(Extracted material begins)
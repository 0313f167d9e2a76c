//! Configuration management for bootfix
//!
//! Stores settings in ~/.config/bootfix/config.json

use serde::{Deserialize, Serialize};
use std::fs;
use std::io::Write;
use std::path::{Path, PathBuf};
use tracing::warn;

pub const DEFAULT_SCRIPT_ID: &str = "win-crowdstrike-fix-bootloop";

#[derive(Debug, Clone, PartialEq, Eq, Serialize, Deserialize)]
#[serde(default)]
pub struct Config {
    pub max_concurrent_jobs: usize,
    pub job_timeout_minutes: u64,
    pub poll_interval_seconds: u64,
    pub repair_script_id: String,
    pub repair_admin_user: String,
    /// Pause after restarting a VM on its original disk.
    pub swap_grace_seconds: u64,
    /// Upper bound for a single `az` invocation.
    pub command_timeout_seconds: u64,
    pub progress_every_ticks: u64,
    pub az_binary: String,
}

impl Default for Config {
    fn default() -> Self {
        Self {
            max_concurrent_jobs: 20,
            job_timeout_minutes: 70,
            poll_interval_seconds: 1,
            repair_script_id: DEFAULT_SCRIPT_ID.to_string(),
            repair_admin_user: "repairadmin".to_string(),
            swap_grace_seconds: 60,
            command_timeout_seconds: 3600,
            progress_every_ticks: 30,
            az_binary: "az".to_string(),
        }
    }
}

impl Config {
    fn sanitize(&mut self) {
        self.max_concurrent_jobs = self.max_concurrent_jobs.max(1);
        self.job_timeout_minutes = self.job_timeout_minutes.max(1);
        self.poll_interval_seconds = self.poll_interval_seconds.max(1);
        self.command_timeout_seconds = self.command_timeout_seconds.max(1);
        self.progress_every_ticks = self.progress_every_ticks.max(1);
        let defaults = Self::default();
        if self.repair_script_id.trim().is_empty() {
            self.repair_script_id = defaults.repair_script_id;
        }
        if self.repair_admin_user.trim().is_empty() {
            self.repair_admin_user = defaults.repair_admin_user;
        }
        if self.az_binary.trim().is_empty() {
            self.az_binary = defaults.az_binary;
        }
    }

    /// Get the config directory path
    fn config_dir() -> Option<PathBuf> {
        dirs::config_dir().map(|p| p.join("bootfix"))
    }

    /// Get the config file path
    pub fn config_path() -> Option<PathBuf> {
        Self::config_dir().map(|p| p.join("config.json"))
    }

    /// Load config from the default location, or return defaults
    pub fn load() -> Self {
        match Self::config_path() {
            Some(path) => Self::load_from(&path),
            None => Self::default(),
        }
    }

    /// Load config from `path`. A missing file yields defaults; an unreadable
    /// one is moved aside to `config.json.corrupt` first.
    pub fn load_from(path: &Path) -> Self {
        let Ok(content) = fs::read_to_string(path) else {
            return Self::default();
        };
        match serde_json::from_str::<Config>(&content) {
            Ok(mut config) => {
                config.sanitize();
                config
            }
            Err(err) => {
                preserve_corrupt_config(path, &content);
                warn!(
                    path = %path.display(),
                    error = %err,
                    "Config file was corrupted; a backup was saved and defaults were loaded"
                );
                Self::default()
            }
        }
    }

    /// Save config to the default location
    pub fn save(&self) -> Result<(), String> {
        let path =
            Self::config_path().ok_or_else(|| "Could not determine config directory".to_string())?;
        self.save_to(&path)
    }

    pub fn save_to(&self, path: &Path) -> Result<(), String> {
        let mut sanitized = self.clone();
        sanitized.sanitize();

        if let Some(dir) = path.parent() {
            fs::create_dir_all(dir)
                .map_err(|e| format!("Failed to create config directory: {}", e))?;

            #[cfg(unix)]
            {
                use std::os::unix::fs::PermissionsExt;
                if let Err(e) = fs::set_permissions(dir, fs::Permissions::from_mode(0o700)) {
                    warn!(error = %e, "Failed to set config directory permissions");
                }
            }
        }

        let content = serde_json::to_string_pretty(&sanitized)
            .map_err(|e| format!("Failed to serialize config: {}", e))?;
        write_atomic(path, &content).map_err(|e| format!("Failed to write config: {}", e))
    }

    /// Get the config file location for display
    pub fn config_location() -> String {
        Self::config_path()
            .map(|p| p.display().to_string())
            .unwrap_or_else(|| "~/.config/bootfix/config.json".to_string())
    }
}

fn preserve_corrupt_config(path: &Path, content: &str) {
    let corrupt_path = path.with_extension("json.corrupt");
    if fs::rename(path, &corrupt_path).is_err() {
        let _ = fs::write(&corrupt_path, content);
    }
}

/// Write `content` next to `path` and rename it into place, owner-only on unix.
pub(crate) fn write_atomic(path: &Path, content: &str) -> Result<(), String> {
    let tmp_path = path.with_extension("tmp");
    let mut file = fs::File::create(&tmp_path).map_err(|e| e.to_string())?;

    #[cfg(unix)]
    {
        use std::os::unix::fs::PermissionsExt;
        if let Err(e) = file.set_permissions(fs::Permissions::from_mode(0o600)) {
            warn!(error = %e, "Failed to set temp file permissions");
        }
    }

    file.write_all(content.as_bytes())
        .and_then(|_| file.sync_all())
        .map_err(|e| e.to_string())?;
    drop(file);

    if let Err(err) = fs::rename(&tmp_path, path) {
        let _ = fs::remove_file(&tmp_path);
        return Err(err.to_string());
    }
    Ok(())
}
(Extracted material ends)
## Problem details
Report the lines above that have the word "content" in them.

## Solved problem
        let Ok(content) = fs::read_to_string(path) else {
        match serde_json::from_str::<Config>(&content) {
                preserve_corrupt_config(path, &content);
        let content = serde_json::to_string_pretty(&sanitized)
        write_atomic(path, &content).map_err(|e| format!("Failed to write config: {}", e))
fn preserve_corrupt_config(path: &Path, content: &str) {
        let _ = fs::write(&corrupt_path, content);
/// Write `content` next to `path` and rename it into place, owner-only on unix.
pub(crate) fn write_atomic(path: &Path, content: &str) -> Result<(), String> {
    file.write_all(content.as_bytes())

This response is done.